ABOUT THIS TASK: Count the lines in the records below that contain the word "from", and give only that number.

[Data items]
use std::path::{Path, PathBuf};

use sha2::{Digest, Sha256};
use tokio::fs;
use uuid::Uuid;

use foreman_types::{ArtifactKind, ArtifactMeta, ForemanError, Result};

use crate::db::ProjectStore;

/// Content-addressed file storage under the project root. Writes are
/// temp-then-rename, and identical bytes land on the same path, so no lock
/// is needed.
pub struct ArtifactStore {
    project_root: PathBuf,
}

pub const ARTIFACTS_DIR: &str = ".foreman/artifacts";

impl ArtifactStore {
    pub fn new(project_root: impl AsRef<Path>) -> Self {
        Self {
            project_root: project_root.as_ref().to_path_buf(),
        }
    }

    /// Relative storage path derived from kind and content hash:
    /// `.foreman/artifacts/<kind>/<hh>/<hash>`.
    pub fn rel_path_for(kind: ArtifactKind, hash: &str) -> String {
        format!("{ARTIFACTS_DIR}/{}/{}/{hash}", kind.dir_name(), &hash[..2])
    }

    pub fn hash_bytes(bytes: &[u8]) -> String {
        let mut hasher = Sha256::new();
        hasher.update(bytes);
        hex_encode(&hasher.finalize())
    }

    /// Store bytes and register a metadata row. Re-putting identical bytes
    /// returns the existing row.
    pub async fn put(
        &self,
        store: &ProjectStore,
        bytes: &[u8],
        kind: ArtifactKind,
        run_id: Option<i64>,
        task_id: Option<i64>,
    ) -> Result<ArtifactMeta> {
        let hash = Self::hash_bytes(bytes);
        if let Some(existing) = store.find_artifact_by_hash(kind, &hash).await? {
            return Ok(existing);
        }

        let rel = Self::rel_path_for(kind, &hash);
        let abs = self.resolve_inside_root(&rel)?;
        if let Some(parent) = abs.parent() {
            fs::create_dir_all(parent).await?;
        }
        let tmp = abs.with_extension(format!("tmp-{}", Uuid::new_v4()));
        fs::write(&tmp, bytes).await?;
        fs::rename(&tmp, &abs).await?;

        let meta = store
            .insert_artifact(kind, &rel, &hash, bytes.len() as i64, run_id, task_id)
            .await?;
        Ok(meta)
    }

    pub async fn read(&self, meta: &ArtifactMeta) -> Result<Vec<u8>> {
        let abs = self.resolve_inside_root(&meta.path)?;
        Ok(fs::read(abs).await?)
    }

    pub async fn open(&self, meta: &ArtifactMeta) -> Result<fs::File> {
        let abs = self.resolve_inside_root(&meta.path)?;
        Ok(fs::File::open(abs).await?)
    }

    /// Paths are derived from kind + hex digest, so escaping the root would
    /// take a corrupted metadata row; treat that as a security violation.
    fn resolve_inside_root(&self, rel: &str) -> Result<PathBuf> {
        let candidate = Path::new(rel);
        if candidate.is_absolute()
            || candidate
                .components()
                .any(|c| matches!(c, std::path::Component::ParentDir))
        {
            return Err(ForemanError::Forbidden(format!(
                "artifact path escapes project root: {rel}"
            )));
        }
        Ok(self.project_root.join(candidate))
    }
}

fn hex_encode(bytes: &[u8]) -> String {
    let mut out = String::with_capacity(bytes.len() * 2);
    for byte in bytes {
        out.push_str(&format!("{byte:02x}"));
    }
    out
}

OUTPUT FOR THIS EXERCISE: 2